*Task statement:* Check each line of the data for "shipping" and select those that have it.

---------- Dataset records ----------

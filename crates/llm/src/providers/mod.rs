//! Completion provider implementations.

pub mod ollama;
pub mod openai;

pub use ollama::OllamaClient;
pub use openai::OpenAiCompatClient;
//! Text chunking with configurable size and overlap.

use crate::types::ChunkCandidate;

/// Chunk text into overlapping segments of at most `chunk_size` bytes.
///
/// Boundaries are moved back onto UTF-8 character boundaries. The last chunk
/// always ends at the end of the document, however short it is.
pub fn chunk_text(text: &str, chunk_size: usize, overlap: usize) -> Vec<ChunkCandidate> {
    let text = text.trim();
    if text.is_empty() || chunk_size == 0 {
        return vec![];
    }

    let step = if chunk_size > overlap {
        chunk_size - overlap
    } else {
        chunk_size
    };

    let mut chunks = Vec::new();
    let mut position = 0u32;
    let mut start = 0;

    while start < text.len() {
        let mut end = (start + chunk_size).min(text.len());
        while end > start && !text.is_char_boundary(end) {
            end -= 1;
        }
        if end == start {
            // chunk_size is smaller than the next character
            end = next_boundary(text, start + 1);
        }

        let piece = text[start..end].trim();
        if !piece.is_empty() {
            chunks.push(ChunkCandidate {
                position,
                text: piece.to_string(),
            });
            position += 1;
        }

        if end == text.len() {
            break;
        }

        start = next_boundary(text, start + step);
    }

    tracing::debug!(
        "Chunked text into {} chunks (size: {}, overlap: {})",
        chunks.len(),
        chunk_size,
        overlap
    );

    chunks
}

fn next_boundary(text: &str, mut index: usize) -> usize {
    while index < text.len() && !text.is_char_boundary(index) {
        index += 1;
    }
    index.min(text.len())
}
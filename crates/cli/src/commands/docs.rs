//! Docs command handler.

use crate::bootstrap::open_corpus;
use clap::Args;
use docchat_core::{config::AppConfig, AppError, AppResult};
use docchat_knowledge::CorpusListing;

/// List the documents in the corpus
#[derive(Args, Debug)]
pub struct DocsCommand {
    /// Output as JSON
    #[arg(long)]
    pub json: bool,
}

impl DocsCommand {
    pub fn execute(&self, config: &AppConfig) -> AppResult<()> {
        tracing::info!("Executing docs command");

        let corpus = open_corpus(config)?;
        let documents = corpus.list_documents()?;

        if self.json {
            let json = serde_json::to_string_pretty(&documents)
                .map_err(|e| AppError::Serialization(e.to_string()))?;
            println!("{}", json);
            return Ok(());
        }

        if documents.is_empty() {
            println!("No documents indexed. Run 'docchat ingest <paths>' first.");
            return Ok(());
        }

        for document in &documents {
            println!(
                "{}  ({} chunks, {} bytes, {})",
                document.relative_path,
                document.chunk_count,
                document.size_bytes,
                document.ingested_at.format("%Y-%m-%d %H:%M")
            );
        }
        println!("{} documents", documents.len());

        Ok(())
    }
}
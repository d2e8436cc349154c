//! Retrieval and listing seams used by the conversation loop.

use crate::types::{DocumentEntry, RetrievedChunk};
use async_trait::async_trait;
use docchat_core::AppResult;

/// Similarity search over a pre-indexed corpus.
#[async_trait]
pub trait SimilarityRetriever: Send + Sync {
    /// Return up to `top_k` chunks ordered by descending similarity to `query`.
    async fn retrieve(&self, query: &str, top_k: usize) -> AppResult<Vec<RetrievedChunk>>;
}

/// Read-only listing of the documents in a corpus.
pub trait CorpusListing: Send + Sync {
    fn list_documents(&self) -> AppResult<Vec<DocumentEntry>>;
}

/// Join every retrieved chunk into one context block, separated by blank lines.
pub fn concatenate_chunks(chunks: &[RetrievedChunk]) -> String {
    chunks
        .iter()
        .map(|chunk| chunk.text.trim())
        .filter(|text| !text.is_empty())
        .collect::<Vec<_>>()
        .join("\n\n")
}

/// Distinct source paths in retrieval order.
pub fn source_paths(chunks: &[RetrievedChunk]) -> Vec<String> {
    let mut sources: Vec<String> = Vec::new();
    for chunk in chunks {
        if !sources.contains(&chunk.source_path) {
            sources.push(chunk.source_path.clone());
        }
    }
    sources
}

#[cfg(test)]
mod tests {
    use super::*;

    fn chunk(text: &str, source: &str) -> RetrievedChunk {
        RetrievedChunk {
            text: text.to_string(),
            source_path: source.to_string(),
            score: 0.5,
        }
    }

    #[test]
    fn test_concatenate_keeps_last_chunk() {
        let chunks = vec![
            chunk("Refunds within 30 days.", "refunds.md"),
            chunk("Store credit is instant.", "refunds.md"),
            chunk("Damaged items ship free.", "shipping.md"),
        ];

        let context = concatenate_chunks(&chunks);
        assert_eq!(
            context,
            "Refunds within 30 days.\n\nStore credit is instant.\n\nDamaged items ship free."
        );
    }

    #[test]
    fn test_concatenate_empty() {
        assert_eq!(concatenate_chunks(&[]), "");
    }

    #[test]
    fn test_source_paths_deduplicated() {
        let chunks = vec![
            chunk("a", "refunds.md"),
            chunk("b", "shipping.md"),
            chunk("c", "refunds.md"),
        ];
        assert_eq!(source_paths(&chunks), vec!["refunds.md", "shipping.md"]);
    }
}
//! Wiring of the corpus, completion client and chat engine from configuration.

use docchat_chat::{ChatEngine, ChatPrompts, EngineOptions};
use docchat_core::{config::AppConfig, AppError, AppResult};
use docchat_knowledge::{create_provider, SqliteCorpus};
use docchat_llm::create_client;
use std::sync::Arc;

/// Open the configured corpus with the configured embedder.
pub fn open_corpus(config: &AppConfig) -> AppResult<Arc<SqliteCorpus>> {
    let embedder = create_provider(&config.embedding)?;
    let corpus = SqliteCorpus::open(&config.index_path(), embedder)?;
    Ok(Arc::new(corpus))
}

/// Build the chat engine over the configured corpus and provider.
pub fn build_engine(config: &AppConfig, options: EngineOptions) -> AppResult<ChatEngine> {
    let api_key = config.resolve_api_key();
    let client = create_client(&config.provider, config.endpoint.as_deref(), api_key.as_deref())
        .map_err(AppError::Config)?;

    let corpus = open_corpus(config)?;
    let prompts = ChatPrompts::load(&config.workspace)?;

    tracing::debug!(
        "Engine ready: provider={}, corpus={:?}, k={}, window={}",
        client.provider_name(),
        corpus.path(),
        options.num_chunks,
        options.slide_window
    );

    Ok(ChatEngine::new(
        client,
        corpus.clone(),
        corpus,
        prompts,
        options,
    ))
}

/// Convert an edge error into the application error type.
pub fn edge_error(err: anyhow::Error) -> AppError {
    AppError::Other(format!("{:#}", err))
}
//! Embedding providers for corpus chunks and queries.

pub mod provider;
pub mod providers;

pub use provider::{create_provider, EmbeddingProvider};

----------

*Answer to this task:*
            chunk("Damaged items ship free.", "shipping.md"),
            chunk("b", "shipping.md"),
        assert_eq!(source_paths(&chunks), vec!["refunds.md", "shipping.md"]);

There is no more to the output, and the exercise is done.